Maylis De Kerangal : Jour De Ressac. La ville d'avant.
On l'aura compris, il faut quitter "l'ornière" de la littérature noire pour accéder au graal des grands prix de la rentrée comme l'ont fait avec succès Pierre Lemaître et Nicolas Mathieu pour n'en citer que quelques-uns qui ont emprunté ce parcours. Sans doute pour bien d'autres raisons, Sandrine Collette a longtemps figuré dans la collection Sueurs froides chez Denoël en obtenant deux des grandes récompenses célébrant le polar, avant d'intégrer, depuis plusieurs années, la maison d'éditions Jean-Claude Lattès lui permettant de rejoindre avec son dernier livre, la prestigieuse liste des nominés pour le prix Goncourt 2024. Dans un registre similaire, on constate que trois grandes figures du roman noir et du roman policier quittent le mauvais genre en présentant des ouvrages dans la collection "générale" du catalogue de leurs éditeurs respectifs. En effectuant cette démarche qui n’est ni anodine ni désintéressée, l‘un d’entre eux est lui aussi en lice pour le fameux prix Goncourt tout en étant également nommé pour l'obtention du Renaudot et du prix Jean Giono. Paradoxalement, on ne compte plus les ouvrages qui se frottent aux codes de la littérature noire sans être estampillés dans cette catégorie, en abordant les travers de la société par le prisme du crime et plus particulièrement du fait divers en disant d’eux qu’ils sont bien plus que des polars. Et dans cette veine aussi inepte qu’hypocrite, voilà qu’un journaliste affuté qualifie Jour De Ressac, nouveau roman de Maylis De Kerangal, comme un anti-polar pour une intrigue s’articulant autour de l’errance d’une femme devant identifier le corps d’un homme, découvert sur une plage du Havre, qu’elle pourrait avoir connu. Romancière multi primée, figurant également sur la liste du Goncourt, il importait donc de se pencher sur ce texte évocateur, tout en nuance, où Maylis De Kerangal nous permet de parcourir les rues de la ville de son enfance, pour découvrir finalement ce qu’est la définition d'un anti-polar.

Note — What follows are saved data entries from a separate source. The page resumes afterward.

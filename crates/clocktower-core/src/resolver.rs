//! Resolution of persisted town records against the live guild.
//!
//! Every slot is looked up by its recorded id only. A slot whose entity is
//! gone, or whose entity now carries a different name, marks the record as
//! out of date and a refreshed copy is written back in the background.
//! Channel slots also carry an expected kind; a channel of the wrong kind is
//! left out of the town but does not by itself mark the record out of date.

#[path = "resolver_tests.rs"]
mod resolver_tests;

use clocktower_types::{
    Channel, ChannelKind, EntityRef, Guild, LiveEntity, Town, TownKey, TownRecord,
};
use tracing::{debug, info, warn};

use crate::traits::{BotClient, TownDatabase};

/// Why a record needs rewriting. Only the first reason found is kept.
#[derive(Debug, Clone, Copy, PartialEq, Eq)]
enum UpdateRequired {
    None,
    Id,
    Name,
}

pub struct TownResolver<B, D> {
    client: B,
    db: D,
}

impl<B: BotClient, D: TownDatabase> TownResolver<B, D> {
    pub fn new(client: B, db: D) -> Self {
        Self { client, db }
    }

    /// Resolve `record` into a live [`Town`].
    ///
    /// Returns `None` only when the guild itself cannot be resolved. Missing
    /// or mismatched entities leave their slot empty.
    pub async fn resolve_town(&self, record: &TownRecord) -> Option<Town> {
        let key = record.key();
        let guild = match self.client.get_guild(record.guild_id).await {
            Ok(Some(guild)) => guild,
            Ok(None) => {
                debug!(town = %key, "Guild not found, town unresolvable");
                return None;
            }
            Err(e) => {
                warn!(town = %key, error = %e, "Guild lookup failed");
                return None;
            }
        };

        let mut refreshed = record.clone();
        let mut slots = SlotResolver::new(&guild);

        let control_channel = slots
            .resolve(&mut refreshed.control_channel, Guild::channel)
            .and_then(|c| of_kind(c, ChannelKind::Text));
        let town_square = slots
            .resolve(&mut refreshed.town_square, Guild::channel)
            .and_then(|c| of_kind(c, ChannelKind::Voice));
        let chat_channel = slots
            .resolve_optional(&mut refreshed.chat_channel, Guild::channel)
            .and_then(|c| of_kind(c, ChannelKind::Text));
        let day_category = slots
            .resolve_optional(&mut refreshed.day_category, Guild::channel_category)
            .cloned();
        let night_category = slots
            .resolve_optional(&mut refreshed.night_category, Guild::channel_category)
            .cloned();
        let storyteller_role = slots
            .resolve_optional(&mut refreshed.storyteller_role, Guild::role)
            .cloned();
        let villager_role = slots
            .resolve_optional(&mut refreshed.villager_role, Guild::role)
            .cloned();
        let update = slots.update;

        if update != UpdateRequired::None {
            info!(town = %key, reason = ?update, "Town record out of date, refreshing");
            self.spawn_update(key, refreshed.clone());
        }

        Some(Town {
            record: refreshed,
            guild,
            control_channel,
            town_square,
            chat_channel,
            day_category,
            night_category,
            storyteller_role,
            villager_role,
        })
    }

    /// Load the record stored under `key` and resolve it.
    pub async fn resolve_town_by_key(&self, key: &TownKey) -> Option<Town> {
        match self.db.get_town_record(key).await {
            Ok(Some(record)) => self.resolve_town(&record).await,
            Ok(None) => {
                debug!(town = %key, "No town record stored");
                None
            }
            Err(e) => {
                warn!(town = %key, error = %e, "Failed to load town record");
                None
            }
        }
    }

    /// Write `record` in the background. A slot whose entity is gone keeps its
    /// stored ref, so such a town rewrites an identical record on every
    /// resolve until the slot is repaired.
    fn spawn_update(&self, key: TownKey, record: TownRecord) {
        let db = self.db.clone();
        tokio::spawn(async move {
            match db.update_town(&record).await {
                Ok(true) => debug!(town = %key, "Town record refreshed"),
                Ok(false) => warn!(town = %key, "Town record vanished before refresh"),
                Err(e) => warn!(town = %key, error = %e, "Failed to refresh town record"),
            }
        });
    }
}

fn of_kind(channel: &Channel, kind: ChannelKind) -> Option<Channel> {
    (channel.kind == kind).then(|| channel.clone())
}

struct SlotResolver<'g> {
    guild: &'g Guild,
    update: UpdateRequired,
}

impl<'g> SlotResolver<'g> {
    fn new(guild: &'g Guild) -> Self {
        Self {
            guild,
            update: UpdateRequired::None,
        }
    }

    /// Look `slot` up by id, refreshing its name from the live entity.
    ///
    /// A slot whose id no longer resolves keeps its stored ref.
    fn resolve<T: LiveEntity>(
        &mut self,
        slot: &mut EntityRef,
        lookup: impl FnOnce(&'g Guild, u64) -> Option<&'g T>,
    ) -> Option<&'g T> {
        let found = lookup(self.guild, slot.id);
        match found {
            None => self.flag(UpdateRequired::Id),
            Some(entity) if entity.name() != slot.name => {
                self.flag(UpdateRequired::Name);
                *slot = EntityRef::new(entity.id(), entity.name());
            }
            Some(_) => {}
        }
        found
    }

    fn resolve_optional<T: LiveEntity>(
        &mut self,
        slot: &mut Option<EntityRef>,
        lookup: impl FnOnce(&'g Guild, u64) -> Option<&'g T>,
    ) -> Option<&'g T> {
        let slot = slot.as_mut()?;
        self.resolve(slot, lookup)
    }

    fn flag(&mut self, reason: UpdateRequired) {
        if self.update == UpdateRequired::None {
            self.update = reason;
        }
    }
}
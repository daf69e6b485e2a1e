//! Shared types for the Clocktower bot
//!
//! Persisted town records, the live guild entities they point at, and the
//! shapes used to answer queued interactions.

pub mod entities;
pub mod interaction;
pub mod town;

pub use entities::*;
pub use interaction::*;
pub use town::*;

Dans le train qui l’emmène vers Le Havre, elle se demande ce qui peut bien la relier à l'homme que l'on a découvert sans vie sur la plage de la ville de son enfance. C'est le lieutenant de police Zambra qui l'a contactée en l'informant qu'il devait l'entendre pour une affaire la concernant où la victime pourrait avoir un lien avec les narcotrafiquants qui ont investi les docks de la localité. Un événement peu commun pour cette femme à la vie rangée, travaillant comme doubleuse voix et qui replonge dans ses souvenirs à mesure qu'elle arpente les rues rectilignes de cette ville portuaire lui offrant l'occasion de revoir quelques visages d'autrefois au gré de pérégrinations hasardeuses. Et si les photos de la victime qu'on lui présente au commissariat de police la plonge dans la perplexité, elle poursuit sa promenade urbaine tout en ayant peu à peu la certitude qu'il lui faudra voir le corps entreposé à la morgue de Rouen pour savoir s'il ne s'agit pas d'un amour lointain, lorsqu'elle était adolescente, et dont elle n'a plus jamais entendu parler.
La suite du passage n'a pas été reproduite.